In September, the commission voted 4-1 to amend the town charter and raise the cap on big-ticket items from $350,000 to 10 percent before a referendum is needed. But Feldman said many residents were unaware of the change.
    “When I was running for election, the main thing that people were saying was that they didn’t agree with raising the spending limit from $350,000 to over $1 million,” Feldman said before last month’s meeting. “ I found no one who agreed with it.”
    Two major expenses that could possibly soon surface are the purchase of a new fire truck – which could cost upwards of $850,000 – and renovations to the town hall complex.
    “The people want to have a say when it comes to spending a lot of money,” said Feldman, a leading voice against raising the $350,000 spending trigger for a referendum when it was first discussed in September, before he was elected.
    During the commission’s recent workshop meeting, Town Attorney Glen Torcivia told Feldman that those opposed to the charter change could use a petition signed by approximately 380 voters to add a referendum to the March 2014 ballot to determine if residents want to revert back to the $350,000 spending cap.
    “If residents want to bring back the $350,000 spending limit, they can come forward with petitions,” Feldman said later. “I just wanted to give them the vehicle to do it.”
    He said he has already spoken to several residents who are interested in petitioning the commission to put the issue before voters next year.
    In September, Feldman presented commissioners with a petition signed by more than 200 residents in three days.

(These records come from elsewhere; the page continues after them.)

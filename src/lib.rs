// SPDX-License-Identifier: AGPL-3.0-or-later
//
// Copyright (C) 2025 Daniel Negri
//
// This program is free software: you can redistribute it and/or modify
// it under the terms of the GNU Affero General Public License as published by
// the Free Software Foundation, either version 3 of the License, or
// (at your option) any later version.
//
// This program is distributed in the hope that it will be useful,
// but WITHOUT ANY WARRANTY; without even the implied warranty of
// MERCHANTABILITY or FITNESS FOR A PARTICULAR PURPOSE. See the
// GNU Affero General Public License for more details.
//
// You should have received a copy of the GNU Affero General Public License
// along with this program. If not, see <https://www.gnu.org/licenses/>.

//! # Security-Token Offering Ledger
//!
//! This library implements a permissioned security-token issuance and
//! lifecycle platform: releasing tokens, opening offerings (STOs), issuing
//! to KYC'd investors, transferring between permissioned holders, and
//! redeeming positions — with an authoritative per-offering ledger of
//! holders, permissions, and aggregate statistics.
//!
//! ## Core Components
//!
//! - [`StPlatform`]: Business operation façade (release, offer-release,
//!   issue, transfer, repay, queries)
//! - [`SecurityTokenOffering`]: Per-offering holder ledger with O(1)
//!   swap-and-pop active-set accounting
//! - [`TokenHolder`]: Holder record with balance and permission gates
//! - [`TrexGateway`]: Factory deploying token/offering instances and
//!   owning the registries
//! - [`StError`]: Error types for operation failures
//!
//! ## Example
//!
//! ```
//! use std::sync::Arc;
//! use rust_decimal_macros::dec;
//! use sto_ledger_rs::{
//!     Address, ManualClock, StIssueParams, StPlatform, StReleaseParams,
//!     StoReleaseParams, TrexGateway,
//! };
//!
//! let owner = Address::from_low_u64(1);
//! let spc = Address::from_low_u64(2);
//! let platform = StPlatform::with_clock(owner, Arc::new(ManualClock::new(1_000)));
//! platform.initialize().unwrap();
//! platform
//!     .set_trex_gateway(owner, Arc::new(TrexGateway::new(Address::from_low_u64(3))))
//!     .unwrap();
//!
//! platform
//!     .release(owner, StReleaseParams { symbol: "DEMO".into(), spc_address: spc })
//!     .unwrap();
//! let sto_address = platform
//!     .sto_release(
//!         owner,
//!         StoReleaseParams { symbol: "DEMO".into(), spc_address: spc, rate: dec!(2) },
//!     )
//!     .unwrap();
//!
//! platform
//!     .issue(
//!         spc,
//!         StIssueParams {
//!             symbol: "DEMO".into(),
//!             spc_address: spc,
//!             add_permission_list: true,
//!             sto_address,
//!             investor: Address::from_low_u64(4),
//!             amount: dec!(1000),
//!             can_receive_after: 0,
//!             can_send_after: 0,
//!             kyc_expiry: 2_000,
//!             can_buy_from_sto: true,
//!         },
//!     )
//!     .unwrap();
//!
//! let holders = platform.get_token_holders("DEMO", spc);
//! assert_eq!(holders[0].balance(), dec!(2000));
//! ```
//!
//! ## Thread Safety
//!
//! Each offering's state sits behind its own mutex; operations on
//! different offerings never contend. Registries and token balances use
//! concurrent maps.

pub mod base;
pub mod clock;
pub mod error;
mod events;
mod gateway;
pub mod holder;
mod identity;
mod platform;
mod registry;
mod sto;
mod token;

pub use base::{Address, RegistryKey, Timestamp};
pub use clock::{Clock, ManualClock, SystemClock};
pub use error::StError;
pub use events::{EventLog, StEvent};
pub use gateway::TrexGateway;
pub use holder::{HolderPermissions, TokenHolder};
pub use identity::{Claim, IdentityRegistry};
pub use platform::{
    SecurityTokenSummary, StIssueParams, StPlatform, StReleaseParams, StRepaymentParams,
    StTransferParams, StoReleaseParams,
};
pub use registry::{StoRegistry, TokenRegistry};
pub use sto::{SecurityTokenOffering, StoValue};
pub use token::{SecurityToken, StLinkToken};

    But at that time, commissioners — several of whom pointed out that an informal survey showed Highland Beach was the only community in the area that required a referendum on expenditures — voted to increase the spending limit to 10 percent of the budget before a referendum would be required.
    Feldman said that during his campaign, he made spending an issue and believed it was important to once again bring the issue up for discussion.

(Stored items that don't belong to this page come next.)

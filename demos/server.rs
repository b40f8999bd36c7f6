//! Simple REST API server example for the security-token platform.
//!
//! Run with: `cargo run --example server`
//!
//! ## Endpoints
//!
//! - `POST /operations` - Execute an operation (release, sto_release, issue, transfer, repay)
//! - `GET /tokens/{spc}` - List tokens released by an issuer
//! - `GET /offerings/{spc}/{symbol}` - List offering aggregates for a symbol
//! - `GET /holders/{spc}/{symbol}` - List active token holders for a symbol
//!
//! ## Example Usage
//!
//! ```bash
//! # Release a token (caller is the platform owner)
//! curl -X POST http://localhost:3000/operations \
//!   -H "Content-Type: application/json" \
//!   -d '{"op": "release", "caller": "0x0000000000000000000000000000000000000001",
//!        "symbol": "DEMO", "spc_address": "0x000000000000000000000000000000000000000a"}'
//!
//! # Open an offering at rate 2
//! curl -X POST http://localhost:3000/operations \
//!   -H "Content-Type: application/json" \
//!   -d '{"op": "sto_release", "caller": "0x0000000000000000000000000000000000000001",
//!        "symbol": "DEMO", "spc_address": "0x000000000000000000000000000000000000000a", "rate": "2"}'
//!
//! # List holders
//! curl http://localhost:3000/holders/0x000000000000000000000000000000000000000a/DEMO
//! ```

use axum::{
    Json, Router,
    extract::{Path, State},
    http::StatusCode,
    response::{IntoResponse, Response},
    routing::{get, post},
};
use rust_decimal::Decimal;
use serde::{Deserialize, Serialize};
use std::sync::Arc;
use sto_ledger_rs::{
    Address, SecurityTokenSummary, StError, StIssueParams, StPlatform, StReleaseParams,
    StRepaymentParams, StTransferParams, StoReleaseParams, StoValue, TokenHolder, TrexGateway,
};
use tokio::net::TcpListener;

// === Request/Response DTOs ===

/// Request body for executing operations.
///
/// Uses a tagged enum for clean JSON representation:
/// ```json
/// {"op": "issue", "caller": "0x...", "symbol": "DEMO", ...}
/// ```
///
/// Timestamps default to zero (gates open) and KYC expiry to the far
/// future when omitted, so quick demos don't need a calendar.
#[derive(Debug, Deserialize)]
#[serde(tag = "op", rename_all = "snake_case")]
pub enum OperationRequest {
    Release {
        caller: Address,
        symbol: String,
        spc_address: Address,
    },
    StoRelease {
        caller: Address,
        symbol: String,
        spc_address: Address,
        rate: Decimal,
    },
    Issue {
        caller: Address,
        symbol: String,
        spc_address: Address,
        investor: Address,
        amount: Decimal,
        #[serde(default)]
        add_permission_list: Option<bool>,
        #[serde(default)]
        sto_address: Option<Address>,
        #[serde(default)]
        can_receive_after: u64,
        #[serde(default)]
        can_send_after: u64,
        #[serde(default)]
        kyc_expiry: Option<u64>,
        #[serde(default)]
        can_buy_from_sto: Option<bool>,
    },
    Transfer {
        caller: Address,
        symbol: String,
        spc_address: Address,
        from: Address,
        to: Address,
        amount: Decimal,
        #[serde(default)]
        add_permission_list: Option<bool>,
        #[serde(default)]
        can_receive_after: u64,
        #[serde(default)]
        can_send_after: u64,
        #[serde(default)]
        kyc_expiry: Option<u64>,
        #[serde(default)]
        can_buy_from_sto: Option<bool>,
    },
    Repay {
        caller: Address,
        symbol: String,
        spc_address: Address,
        from: Address,
        amount: Decimal,
    },
}

/// Response body for errors.
#[derive(Debug, Serialize)]
pub struct ErrorResponse {
    pub error: String,
    pub code: String,
}

// === Application State ===

/// Shared application state containing the platform.
#[derive(Clone)]
pub struct AppState {
    pub platform: Arc<StPlatform>,
}

// === Error Handling ===

/// Wrapper for converting `StError` into HTTP responses.
pub struct AppError(StError);

impl From<StError> for AppError {
    fn from(err: StError) -> Self {
        AppError(err)
    }
}

impl IntoResponse for AppError {
    fn into_response(self) -> Response {
        let (status, code) = match &self.0 {
            StError::InvalidExecutor(_) => (StatusCode::FORBIDDEN, "INVALID_EXECUTOR"),
            StError::InvalidSender(_) => (StatusCode::NOT_FOUND, "INVALID_SENDER"),
            StError::InvalidTrexGatewayAddress(_) => {
                (StatusCode::SERVICE_UNAVAILABLE, "INVALID_TREX_GATEWAY")
            }
            StError::SecurityTokenOfferingNotCreated => {
                (StatusCode::NOT_FOUND, "STO_NOT_CREATED")
            }
            StError::TokenAlreadyDeployed => (StatusCode::CONFLICT, "TOKEN_ALREADY_DEPLOYED"),
            StError::AlreadyInitialized => (StatusCode::CONFLICT, "ALREADY_INITIALIZED"),
            StError::InvalidAmount => (StatusCode::BAD_REQUEST, "INVALID_AMOUNT"),
            StError::InvalidAddress { .. } => (StatusCode::BAD_REQUEST, "INVALID_ADDRESS"),
            StError::InvestorKycExpired => (StatusCode::UNPROCESSABLE_ENTITY, "KYC_EXPIRED"),
            StError::InvestorStillUnableToSend => {
                (StatusCode::UNPROCESSABLE_ENTITY, "UNABLE_TO_SEND")
            }
            StError::InvestorStillUnableToReceive => {
                (StatusCode::UNPROCESSABLE_ENTITY, "UNABLE_TO_RECEIVE")
            }
            StError::PurchaseUnauthorizedInvestor => {
                (StatusCode::UNPROCESSABLE_ENTITY, "PURCHASE_UNAUTHORIZED")
            }
            StError::InsufficientBalance => {
                (StatusCode::UNPROCESSABLE_ENTITY, "INSUFFICIENT_BALANCE")
            }
            StError::CannotBurnMoreThanBalance => {
                (StatusCode::UNPROCESSABLE_ENTITY, "EXCESSIVE_BURN")
            }
            StError::TransferNotPossible => {
                (StatusCode::UNPROCESSABLE_ENTITY, "TRANSFER_NOT_POSSIBLE")
            }
        };

        (
            status,
            Json(ErrorResponse {
                error: self.0.to_string(),
                code: code.to_string(),
            }),
        )
            .into_response()
    }
}

// === Handlers ===

/// POST /operations - Execute a business operation.
async fn execute_operation(
    State(state): State<AppState>,
    Json(request): Json<OperationRequest>,
) -> Result<StatusCode, AppError> {
    let platform = &state.platform;

    match request {
        OperationRequest::Release {
            caller,
            symbol,
            spc_address,
        } => {
            platform.release(caller, StReleaseParams { symbol, spc_address })?;
        }
        OperationRequest::StoRelease {
            caller,
            symbol,
            spc_address,
            rate,
        } => {
            platform.sto_release(
                caller,
                StoReleaseParams {
                    symbol,
                    spc_address,
                    rate,
                },
            )?;
        }
        OperationRequest::Issue {
            caller,
            symbol,
            spc_address,
            investor,
            amount,
            add_permission_list,
            sto_address,
            can_receive_after,
            can_send_after,
            kyc_expiry,
            can_buy_from_sto,
        } => {
            // Default to the current offering when none is given.
            let sto_address = match sto_address {
                Some(address) => address,
                None => platform
                    .get_offerings(&symbol, spc_address)
                    .last()
                    .map(|value| value.contract_address)
                    .unwrap_or(Address::ZERO),
            };
            platform.issue(
                caller,
                StIssueParams {
                    symbol,
                    spc_address,
                    add_permission_list: add_permission_list.unwrap_or(true),
                    sto_address,
                    investor,
                    amount,
                    can_receive_after,
                    can_send_after,
                    kyc_expiry: kyc_expiry.unwrap_or(u64::MAX),
                    can_buy_from_sto: can_buy_from_sto.unwrap_or(true),
                },
            )?;
        }
        OperationRequest::Transfer {
            caller,
            symbol,
            spc_address,
            from,
            to,
            amount,
            add_permission_list,
            can_receive_after,
            can_send_after,
            kyc_expiry,
            can_buy_from_sto,
        } => {
            platform.transfer(
                caller,
                StTransferParams {
                    symbol,
                    spc_address,
                    add_permission_list: add_permission_list.unwrap_or(true),
                    from,
                    to,
                    amount,
                    can_receive_after,
                    can_send_after,
                    kyc_expiry: kyc_expiry.unwrap_or(u64::MAX),
                    can_buy_from_sto: can_buy_from_sto.unwrap_or(false),
                },
            )?;
        }
        OperationRequest::Repay {
            caller,
            symbol,
            spc_address,
            from,
            amount,
        } => {
            platform.repay(
                caller,
                StRepaymentParams {
                    symbol,
                    spc_address,
                    from,
                    amount,
                },
            )?;
        }
    }

    Ok(StatusCode::CREATED)
}

/// GET /tokens/{spc} - List tokens released by an issuer.
async fn list_tokens(
    State(state): State<AppState>,
    Path(spc): Path<Address>,
) -> Json<Vec<SecurityTokenSummary>> {
    Json(state.platform.get_security_tokens(spc))
}

/// GET /offerings/{spc}/{symbol} - List offering aggregates.
async fn list_offerings(
    State(state): State<AppState>,
    Path((spc, symbol)): Path<(Address, String)>,
) -> Json<Vec<StoValue>> {
    Json(state.platform.get_offerings(&symbol, spc))
}

/// GET /holders/{spc}/{symbol} - List active token holders.
async fn list_holders(
    State(state): State<AppState>,
    Path((spc, symbol)): Path<(Address, String)>,
) -> Json<Vec<TokenHolder>> {
    Json(state.platform.get_token_holders(&symbol, spc))
}

// === Router ===

fn create_router(state: AppState) -> Router {
    Router::new()
        .route("/operations", post(execute_operation))
        .route("/tokens/{spc}", get(list_tokens))
        .route("/offerings/{spc}/{symbol}", get(list_offerings))
        .route("/holders/{spc}/{symbol}", get(list_holders))
        .with_state(state)
}

// === Main ===

#[tokio::main]
async fn main() {
    // The demo operator owns the platform; use its address as `caller`
    // for privileged operations.
    let owner = Address::from_low_u64(1);
    let platform = StPlatform::new(owner);
    platform.initialize().expect("fresh platform");
    platform
        .set_trex_gateway(owner, Arc::new(TrexGateway::new(Address::from_low_u64(0x6a7e))))
        .expect("gateway binding");

    let state = AppState {
        platform: Arc::new(platform),
    };

    let app = create_router(state);

    let listener = TcpListener::bind("127.0.0.1:3000").await.unwrap();
    println!("Security-token platform API running on http://127.0.0.1:3000");
    println!("Platform owner address: {owner}");
    println!();
    println!("Endpoints:");
    println!("  POST /operations               - Execute an operation");
    println!("  GET  /tokens/:spc              - List an issuer's tokens");
    println!("  GET  /offerings/:spc/:symbol   - List offering aggregates");
    println!("  GET  /holders/:spc/:symbol     - List active token holders");

    axum::serve(listener, app).await.unwrap();
}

    “Residents don’t want the commission spending $1 million without a referendum,” he said.
    In other action last month, commissioners heard that the town is close to completing the $3.5 million sale of two parcels of town-owned land in northern Boca Raton, once used as well fields for the town.

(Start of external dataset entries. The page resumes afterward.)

// SPDX-License-Identifier: AGPL-3.0-or-later
//
// Copyright (C) 2025 Daniel Negri
//
// This program is free software: you can redistribute it and/or modify
// it under the terms of the GNU Affero General Public License as published by
// the Free Software Foundation, either version 3 of the License, or
// (at your option) any later version.
//
// This program is distributed in the hope that it will be useful,
// but WITHOUT ANY WARRANTY; without even the implied warranty of
// MERCHANTABILITY or FITNESS FOR A PARTICULAR PURPOSE. See the
// GNU Affero General Public License for more details.
//
// You should have received a copy of the GNU Affero General Public License
// along with this program. If not, see <https://www.gnu.org/licenses/>.

//! Error types for security-token operations.

use crate::base::Address;
use thiserror::Error;

/// Security-token operation errors.
///
/// Every failure aborts its operation with no partial state change. Nothing
/// is retried automatically; callers correct the underlying condition and
/// resubmit.
#[derive(Error, Debug, Clone, PartialEq, Eq)]
pub enum StError {
    /// Caller is neither the platform owner nor the SPC for the symbol
    /// (nor, for transfers, the sending investor)
    #[error("invalid executor {0}")]
    InvalidExecutor(Address),

    /// An internal call arrived from an unexpected or uninitialized sender,
    /// e.g. issuance against an offering that was never released
    #[error("invalid sender {0}")]
    InvalidSender(Address),

    /// The TREX gateway binding is missing or the zero address
    #[error("invalid trex gateway address {0}")]
    InvalidTrexGatewayAddress(Address),

    /// Offer-release or a downstream operation ran before the token release
    #[error("security token offering not created")]
    SecurityTokenOfferingNotCreated,

    /// A token was already released for this (issuer, symbol) pair
    #[error("token already deployed")]
    TokenAlreadyDeployed,

    /// The facade was initialized twice
    #[error("contract is already initialized")]
    AlreadyInitialized,

    /// Amount is zero or negative
    #[error("invalid amount (must be positive)")]
    InvalidAmount,

    /// A required address is the zero address; `name` identifies the field
    #[error("invalid address {address} ({name})")]
    InvalidAddress { address: Address, name: &'static str },

    /// Holder KYC expiry is not in the future
    #[error("investor KYC expired")]
    InvestorKycExpired,

    /// Sender's `can_send_after` gate has not opened yet
    #[error("investor still unable to send")]
    InvestorStillUnableToSend,

    /// Destination's `can_receive_after` gate has not opened yet
    #[error("investor still unable to receive")]
    InvestorStillUnableToReceive,

    /// Holder is not eligible to purchase from the offering
    #[error("purchase unauthorized investor")]
    PurchaseUnauthorizedInvestor,

    /// Transfer or repayment exceeds the holder's ledger balance
    #[error("insufficient balance")]
    InsufficientBalance,

    /// Burn request exceeds the wallet's token balance
    #[error("cannot burn more than balance")]
    CannotBurnMoreThanBalance,

    /// Token-level transfer refused (paused token or frozen wallet)
    #[error("transfer not possible")]
    TransferNotPossible,
}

    The parcels, including an 8.5-acre tract and a 2.16-acre L-shaped tract with frontage on Federal Highway, became available after the town built a new reverse osmosis treatment plant behind town hall in 2004.
    Town officials are awaiting an independent appraisal before moving forward with finalizing the sale.
    In addition, the commission approved a resolution clarifying that money from the sale of the property does not have to be used to repay debt on the water treatment plant. Instead, a new resolution given tentative approval by commissioners, allows the town to use the money for projects that are in the best interest of residents. The town currently owes more than $13 million on the loan.
    Town officials say that the change will have no impact on water bills.
    At the workshop meeting, the commission also gave tentative approval to extending previously approved variances for developers of a new high-rise residential project slated for long-vacant property at 3200 S. Ocean. The commission invited the developers and their representatives to a May 7 commission meeting to provide a more detailed overview of the proposed project.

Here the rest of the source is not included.